WORK INSTRUCTIONS:
Tally how many lines in the material include the word "occurrences", then give that figure by itself.

RECORDS FOR THIS TASK:
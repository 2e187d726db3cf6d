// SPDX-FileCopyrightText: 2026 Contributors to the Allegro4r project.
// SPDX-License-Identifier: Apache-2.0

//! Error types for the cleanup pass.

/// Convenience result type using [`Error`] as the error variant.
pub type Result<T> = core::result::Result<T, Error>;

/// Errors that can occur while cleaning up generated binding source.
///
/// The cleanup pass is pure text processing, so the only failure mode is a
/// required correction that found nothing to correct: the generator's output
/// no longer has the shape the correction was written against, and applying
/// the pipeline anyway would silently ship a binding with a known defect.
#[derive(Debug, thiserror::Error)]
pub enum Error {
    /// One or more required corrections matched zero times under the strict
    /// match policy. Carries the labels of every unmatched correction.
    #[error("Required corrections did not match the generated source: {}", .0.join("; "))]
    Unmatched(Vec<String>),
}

---

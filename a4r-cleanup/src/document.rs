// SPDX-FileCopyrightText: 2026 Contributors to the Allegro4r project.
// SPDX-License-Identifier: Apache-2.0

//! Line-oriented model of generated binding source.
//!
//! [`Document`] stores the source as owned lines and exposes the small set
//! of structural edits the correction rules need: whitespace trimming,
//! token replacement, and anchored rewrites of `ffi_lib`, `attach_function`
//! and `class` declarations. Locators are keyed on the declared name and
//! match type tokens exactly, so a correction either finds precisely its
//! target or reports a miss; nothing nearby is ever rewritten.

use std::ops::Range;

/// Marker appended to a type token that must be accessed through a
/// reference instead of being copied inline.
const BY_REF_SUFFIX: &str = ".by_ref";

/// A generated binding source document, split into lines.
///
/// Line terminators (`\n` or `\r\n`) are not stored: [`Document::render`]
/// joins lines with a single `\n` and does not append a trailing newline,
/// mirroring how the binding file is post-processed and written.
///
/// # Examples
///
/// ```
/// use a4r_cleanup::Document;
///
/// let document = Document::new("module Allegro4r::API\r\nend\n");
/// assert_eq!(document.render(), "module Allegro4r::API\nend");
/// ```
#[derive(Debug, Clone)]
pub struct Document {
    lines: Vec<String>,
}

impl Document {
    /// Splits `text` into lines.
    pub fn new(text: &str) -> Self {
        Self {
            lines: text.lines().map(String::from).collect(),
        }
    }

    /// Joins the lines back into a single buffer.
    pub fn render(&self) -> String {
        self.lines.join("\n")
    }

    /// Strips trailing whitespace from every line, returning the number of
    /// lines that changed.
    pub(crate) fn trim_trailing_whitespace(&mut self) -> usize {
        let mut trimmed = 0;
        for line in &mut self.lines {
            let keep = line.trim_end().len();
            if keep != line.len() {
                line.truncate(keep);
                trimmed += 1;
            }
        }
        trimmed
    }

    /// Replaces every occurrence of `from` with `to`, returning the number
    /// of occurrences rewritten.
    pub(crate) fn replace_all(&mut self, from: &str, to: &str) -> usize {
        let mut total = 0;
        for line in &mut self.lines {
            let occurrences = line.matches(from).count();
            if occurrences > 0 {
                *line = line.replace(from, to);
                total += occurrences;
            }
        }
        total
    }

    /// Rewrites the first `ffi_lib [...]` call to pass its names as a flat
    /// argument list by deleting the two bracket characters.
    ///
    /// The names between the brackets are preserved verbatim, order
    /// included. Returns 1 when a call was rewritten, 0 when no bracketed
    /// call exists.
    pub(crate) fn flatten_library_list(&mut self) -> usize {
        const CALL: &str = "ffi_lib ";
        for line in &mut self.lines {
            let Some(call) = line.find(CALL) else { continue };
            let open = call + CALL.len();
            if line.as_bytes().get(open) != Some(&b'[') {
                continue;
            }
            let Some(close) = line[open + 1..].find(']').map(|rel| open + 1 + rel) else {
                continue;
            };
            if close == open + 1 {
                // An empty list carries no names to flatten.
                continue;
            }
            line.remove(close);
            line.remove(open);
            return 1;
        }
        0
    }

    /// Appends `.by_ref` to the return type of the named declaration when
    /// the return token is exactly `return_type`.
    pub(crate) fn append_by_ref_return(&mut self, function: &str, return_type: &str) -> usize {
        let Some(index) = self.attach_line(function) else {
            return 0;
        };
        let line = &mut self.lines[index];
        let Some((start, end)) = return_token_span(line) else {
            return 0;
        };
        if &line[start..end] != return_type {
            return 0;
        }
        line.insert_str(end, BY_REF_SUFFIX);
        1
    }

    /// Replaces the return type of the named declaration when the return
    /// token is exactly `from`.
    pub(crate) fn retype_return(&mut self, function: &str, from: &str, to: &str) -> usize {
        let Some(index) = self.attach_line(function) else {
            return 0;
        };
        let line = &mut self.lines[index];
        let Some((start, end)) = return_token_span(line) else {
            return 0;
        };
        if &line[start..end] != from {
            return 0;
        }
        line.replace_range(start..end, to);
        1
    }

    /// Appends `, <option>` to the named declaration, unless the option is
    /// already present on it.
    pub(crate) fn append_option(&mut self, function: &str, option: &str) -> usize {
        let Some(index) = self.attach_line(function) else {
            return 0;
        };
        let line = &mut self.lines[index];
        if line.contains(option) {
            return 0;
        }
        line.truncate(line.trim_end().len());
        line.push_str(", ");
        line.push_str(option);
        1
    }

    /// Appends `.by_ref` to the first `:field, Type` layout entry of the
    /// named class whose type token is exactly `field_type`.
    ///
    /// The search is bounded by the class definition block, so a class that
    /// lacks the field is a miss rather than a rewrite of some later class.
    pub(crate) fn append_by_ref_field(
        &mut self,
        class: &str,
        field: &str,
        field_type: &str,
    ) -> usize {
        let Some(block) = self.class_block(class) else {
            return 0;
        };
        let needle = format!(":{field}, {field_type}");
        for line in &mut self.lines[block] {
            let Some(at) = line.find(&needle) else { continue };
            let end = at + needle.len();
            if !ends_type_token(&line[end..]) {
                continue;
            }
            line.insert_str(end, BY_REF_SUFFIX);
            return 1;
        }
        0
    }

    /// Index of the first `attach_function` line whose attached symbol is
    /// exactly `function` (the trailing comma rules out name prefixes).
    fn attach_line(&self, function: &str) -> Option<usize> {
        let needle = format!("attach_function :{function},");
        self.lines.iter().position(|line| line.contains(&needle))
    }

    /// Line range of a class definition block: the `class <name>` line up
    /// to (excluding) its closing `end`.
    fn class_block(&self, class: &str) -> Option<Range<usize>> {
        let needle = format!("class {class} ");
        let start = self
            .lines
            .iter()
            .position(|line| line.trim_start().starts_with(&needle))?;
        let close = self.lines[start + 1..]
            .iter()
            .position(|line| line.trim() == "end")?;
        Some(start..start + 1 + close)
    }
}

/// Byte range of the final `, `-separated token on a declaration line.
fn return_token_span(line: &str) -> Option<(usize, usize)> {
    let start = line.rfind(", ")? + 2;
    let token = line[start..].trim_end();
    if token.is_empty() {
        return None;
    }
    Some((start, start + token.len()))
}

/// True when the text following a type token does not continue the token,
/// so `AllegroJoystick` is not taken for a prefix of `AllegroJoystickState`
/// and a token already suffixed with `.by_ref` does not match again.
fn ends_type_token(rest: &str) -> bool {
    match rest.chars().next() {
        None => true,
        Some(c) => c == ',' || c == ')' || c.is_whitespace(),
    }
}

OUTPUT FOR THIS TASK:
4